Mellon Curatorial Internship

This internship is intended to provide a graduate student in her second, third or fourth year of study with significant, sustained experience in curatorial practice. Positioned at the early stages of the dissertation process, this fellowship has the potential to aid the fellow in formulating a research agenda oriented towards object-based concerns. The intern works within a curatorial department at the AIC under the supervision of both the Mellon Academic Curator and their host department's curatorial staff, assisting with the current research needs of the department. To date, Northwestern interns have been placed in a range of museum departments working on medieval, early modern, modern, and contemporary projects.

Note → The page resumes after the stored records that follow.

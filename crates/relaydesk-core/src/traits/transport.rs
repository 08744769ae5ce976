// SPDX-FileCopyrightText: 2026 Relaydesk Contributors
// SPDX-License-Identifier: MIT OR Apache-2.0

//! Transport client trait: the narrow interface to the protocol client.
//!
//! The protocol client (sync loop, encryption, room bookkeeping) lives
//! outside this workspace; the dispatch core only ever talks to it through
//! this trait.

use async_trait::async_trait;

use crate::error::RelaydeskError;
use crate::types::{EncryptedEventRecord, IncomingEvent, RoomInfo};

/// Narrow interface to the underlying chat protocol client.
#[async_trait]
pub trait TransportClient: Send + Sync {
    /// The bot's own platform user id, used for self-origin filtering.
    fn user_id(&self) -> &str;

    /// Look up the client's current view of a room, if it is known.
    fn room_info(&self, room_id: &str) -> Option<RoomInfo>;

    /// Send a text message. Returns the event id of the sent message.
    async fn send_text(
        &self,
        room_id: &str,
        body: &str,
        notice: bool,
    ) -> Result<String, RelaydeskError>;

    /// Redact an earlier event. Returns the event id of the redaction.
    async fn send_redaction(
        &self,
        room_id: &str,
        event_id: &str,
        reason: Option<&str>,
    ) -> Result<String, RelaydeskError>;

    /// Create a room with the given name, inviting the listed users.
    /// Returns the new room id.
    async fn create_room(
        &self,
        name: &str,
        invitees: &[String],
    ) -> Result<String, RelaydeskError>;

    /// Invite a user into a room.
    async fn invite(&self, room_id: &str, user_id: &str) -> Result<(), RelaydeskError>;

    /// Join a room the bot was invited to.
    async fn join(&self, room_id: &str) -> Result<(), RelaydeskError>;

    /// Request the session key for an undecryptable event.
    ///
    /// May fail with [`RelaydeskError::KeyShareAlreadyRequested`] when a
    /// request for the same session is already outstanding; callers tolerate
    /// that condition.
    async fn request_session_key(
        &self,
        record: &EncryptedEventRecord,
    ) -> Result<(), RelaydeskError>;

    /// Retry decryption of a stored encrypted event.
    async fn decrypt(
        &self,
        record: &EncryptedEventRecord,
    ) -> Result<IncomingEvent, RelaydeskError>;
}
// SPDX-FileCopyrightText: 2026 Relaydesk Contributors
// SPDX-License-Identifier: MIT OR Apache-2.0

//! The event dispatcher: one entry per event kind, a shared preamble of
//! cross-cutting filters, and delegation to the typed relay handlers.
//!
//! Preamble order: age filter, logging-room gate, dedup-list trim, event-id
//! deduplication, self-origin filter. Handlers assume the preamble has run
//! and do not re-check.

use std::sync::Arc;

use chrono::Utc;
use relaydesk_config::RelaydeskConfig;
use relaydesk_core::{
    EventKind, EventMeta, IncomingEvent, Membership, RelaydeskError, Repository,
    RoomInfo, TransportClient,
};
use tokio::sync::Mutex;
use tracing::{debug, info, warn};

use crate::dedup::DedupList;
use crate::entities::{TicketCache, User};
use crate::pending::PendingRoomTasks;
use crate::relay::{CallRelay, MediaRelay, RedactionRelay, TextRelay};

/// Events older than this are discarded at dispatch time.
pub const MAX_EVENT_AGE_MS: i64 = 300_000;

/// Whether an event's server timestamp is past the age cutoff.
pub(crate) fn is_too_old(server_ts_ms: i64, now_ms: i64) -> bool {
    now_ms - server_ts_ms > MAX_EVENT_AGE_MS
}

pub struct Dispatcher {
    pub(crate) transport: Arc<dyn TransportClient>,
    pub(crate) repo: Arc<dyn Repository>,
    pub(crate) config: RelaydeskConfig,
    /// Event ids already processed, newest first.
    pub(crate) seen_events: Mutex<DedupList>,
    /// Rooms that already received the welcome message.
    pub(crate) welcomed_rooms: Mutex<DedupList>,
    pub(crate) ticket_cache: TicketCache,
    pub(crate) pending: PendingRoomTasks,
}

impl Dispatcher {
    pub fn new(
        transport: Arc<dyn TransportClient>,
        repo: Arc<dyn Repository>,
        config: RelaydeskConfig,
    ) -> Self {
        Self {
            transport,
            repo,
            config,
            seen_events: Mutex::new(DedupList::new()),
            welcomed_rooms: Mutex::new(DedupList::new()),
            ticket_cache: TicketCache::new(),
            pending: PendingRoomTasks::new(),
        }
    }

    pub fn pending(&self) -> &PendingRoomTasks {
        &self.pending
    }

    pub fn ticket_cache(&self) -> &TicketCache {
        &self.ticket_cache
    }

    /// Dispatch one inbound room event to its kind-specific handler.
    pub async fn dispatch(
        &self,
        room: &RoomInfo,
        event: &IncomingEvent,
    ) -> Result<(), RelaydeskError> {
        match &event.kind {
            EventKind::Membership {
                membership,
                prev_membership,
            } => {
                self.on_membership(room, &event.meta, *membership, *prev_membership)
                    .await
            }
            EventKind::Text { body } => {
                if !self.preamble(room, &event.meta).await {
                    return Ok(());
                }
                TextRelay::new(self, room, &event.meta, body).process().await
            }
            EventKind::Media {
                msgtype,
                body,
                url,
                file,
                info: _,
            } => {
                if !self.preamble(room, &event.meta).await {
                    return Ok(());
                }
                MediaRelay::new(
                    self,
                    room,
                    &event.meta,
                    msgtype,
                    body,
                    url.as_deref(),
                    file.is_some(),
                )
                .process()
                .await
            }
            EventKind::Redaction { redacts, reason } => {
                if !self.preamble(room, &event.meta).await {
                    return Ok(());
                }
                RedactionRelay::new(self, room, &event.meta, redacts, reason.as_deref())
                    .process()
                    .await
            }
            EventKind::Call { call_type } => {
                if !self.preamble(room, &event.meta).await {
                    return Ok(());
                }
                CallRelay::new(self, room, &event.meta, call_type)
                    .process()
                    .await
            }
            EventKind::Encrypted {
                session_id,
                payload,
            } => {
                // No dedup recording here: the replayed plaintext carries the
                // same event id, and recording it now would suppress the
                // replay. Storing the record twice is idempotent.
                if !self.preamble_no_dedup(room, &event.meta).await {
                    return Ok(());
                }
                self.on_decryption_failure(room, &event.meta, session_id, payload)
                    .await
            }
        }
    }

    /// The full preamble for message-like events: the shared filters plus the
    /// self-origin check.
    async fn preamble(&self, room: &RoomInfo, meta: &EventMeta) -> bool {
        if !self.should_process(room, meta).await {
            return false;
        }
        if meta.sender == self.transport.user_id() {
            debug!(event_id = %meta.event_id, "ignoring own event");
            return false;
        }
        true
    }

    /// Age filter, logging-room gate, and self-origin check, without touching
    /// the dedup list.
    async fn preamble_no_dedup(&self, room: &RoomInfo, meta: &EventMeta) -> bool {
        if self.config.bot.ignore_old_messages {
            let now_ms = Utc::now().timestamp_millis();
            if is_too_old(meta.server_ts_ms, now_ms) {
                return false;
            }
        }
        if self.config.rooms.logging_room_id.as_deref() == Some(room.room_id.as_str()) {
            return false;
        }
        meta.sender != self.transport.user_id()
    }

    /// Age filter, logging-room gate, dedup-list trim, and event-id
    /// deduplication. Returns whether processing should continue.
    async fn should_process(&self, room: &RoomInfo, meta: &EventMeta) -> bool {
        if self.config.bot.ignore_old_messages {
            let now_ms = Utc::now().timestamp_millis();
            if is_too_old(meta.server_ts_ms, now_ms) {
                debug!(event_id = %meta.event_id, "ignoring stale event");
                return false;
            }
        }
        if self.config.rooms.logging_room_id.as_deref() == Some(room.room_id.as_str()) {
            return false;
        }
        {
            let mut seen = self.seen_events.lock().await;
            seen.trim();
            if seen.contains(&meta.event_id) {
                debug!(event_id = %meta.event_id, "duplicate event delivery");
                return false;
            }
            seen.record(meta.event_id.clone());
        }
        self.welcomed_rooms.lock().await.trim();
        true
    }

    /// Membership changes. Runs the shared filters but not the self-origin
    /// check: the bot's own join is the signal for room setup.
    async fn on_membership(
        &self,
        room: &RoomInfo,
        meta: &EventMeta,
        membership: Membership,
        prev_membership: Option<Membership>,
    ) -> Result<(), RelaydeskError> {
        if !self.should_process(room, meta).await {
            return Ok(());
        }
        let self_id = self.transport.user_id();

        // A member leaving their registered communications room invalidates
        // the pointer; later sends must fail fast, not target a left room.
        if membership == Membership::Leave && meta.sender != self_id {
            if let Some(mut user) = User::get_existing(self.repo.as_ref(), &meta.sender).await?
                && user.record.room_id.as_deref() == Some(room.room_id.as_str())
            {
                user.set_room(self.repo.as_ref(), None).await?;
                info!(
                    user_id = %meta.sender,
                    room_id = %room.room_id,
                    "member left their communications room"
                );
            }
        }

        // An invite sent by the bot itself signals the room's secure channel
        // is initialized; queued outbound tasks can go out now. Third-party
        // invites say nothing about rooms the bot set up.
        if membership == Membership::Invite && meta.sender == self_id {
            self.pending.flush(&room.room_id).await;
        }

        // Idempotent join handling: only the bot's own fresh join proceeds.
        if meta.sender != self_id
            || membership != Membership::Join
            || prev_membership == Some(Membership::Join)
        {
            return Ok(());
        }

        if room.creator != self_id {
            let mut user = User::get_or_create(self.repo.as_ref(), &room.creator).await?;
            user.set_room(self.repo.as_ref(), Some(&room.room_id)).await?;

            if let Some(welcome) = self.config.bot.welcome_message.clone() {
                let first_time = {
                    let mut welcomed = self.welcomed_rooms.lock().await;
                    welcomed.trim();
                    if welcomed.contains(&room.room_id) {
                        false
                    } else {
                        welcomed.record(room.room_id.clone());
                        true
                    }
                };
                if first_time
                    && let Err(e) = self
                        .transport
                        .send_text(&room.room_id, &welcome, true)
                        .await
                {
                    warn!(room_id = %room.room_id, error = %e, "failed to send welcome message");
                }
            }

            self.notify_management(&format!(
                "Joined room {} (created by {}).",
                room.display_name, user.record.anon_id
            ))
            .await;
        }
        Ok(())
    }

    /// The bot was invited to a room; accept it. Invites are redelivered on
    /// sync restarts, so the event id runs through the dedup list first.
    pub async fn on_invite(&self, event_id: &str, room_id: &str) -> Result<(), RelaydeskError> {
        {
            let mut seen = self.seen_events.lock().await;
            seen.trim();
            if seen.contains(event_id) {
                debug!(event_id = event_id, "duplicate invite delivery");
                return Ok(());
            }
            seen.record(event_id.to_string());
        }
        info!(room_id = room_id, "accepting room invite");
        self.transport.join(room_id).await
    }

    /// Best-effort notification to the management room.
    pub(crate) async fn notify_management(&self, text: &str) {
        let Some(room_id) = self.config.rooms.management_room_id.as_deref() else {
            warn!("management room not configured, dropping notification");
            return;
        };
        if let Err(e) = self.transport.send_text(room_id, text, true).await {
            warn!(error = %e, "failed to notify management room");
        }
    }
}

#[cfg(test)]
mod tests {
    use super::*;

    #[test]
    fn age_cutoff_is_strict() {
        let now = 1_000_000_000;
        // 301 seconds old: stale.
        assert!(is_too_old(now - 301_000, now));
        // Exactly 300 seconds old: still processed.
        assert!(!is_too_old(now - MAX_EVENT_AGE_MS, now));
        assert!(!is_too_old(now, now));
        // Clock skew into the future is not stale.
        assert!(!is_too_old(now + 5_000, now));
    }
}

Mellon Curatorial Research Fellowship

The COSI Curatorial Research Fellow is an advanced graduate student who spends a year in residence at the Art Institute working closely with a curatorial mentor. Fellows and museum curators are matched via a collaborative process involving all three institutions considering a Fellow’s career stage and research interests and given the curator’s work plans and expertise. The Fellowship also provides funds for research-related travel. Alumna Maureen Warren, now Curator at the Krannert Art Museum, was the inaugural COSI Fellow. Our most recent COSI Fellow, Antawan Byrd, began a position as Assistant Curator in the Department of Photography at the Art Institute in September 2018.

Maureen and Xinran

COSI Mellon Intern Xinran Guo (left) and COSI Mellon Fellow Maureen Warren (right).

COSI Undergraduate Seminar

Beginning in Spring 2018, one advanced graduate student will offer an annual, stand-alone seminar for Northwestern undergraduate students taught with objects from the Art Institute. The inaugural seminar will be led by C.C. McKee and focus on the museum’s stellar collection of nineteenth-century art.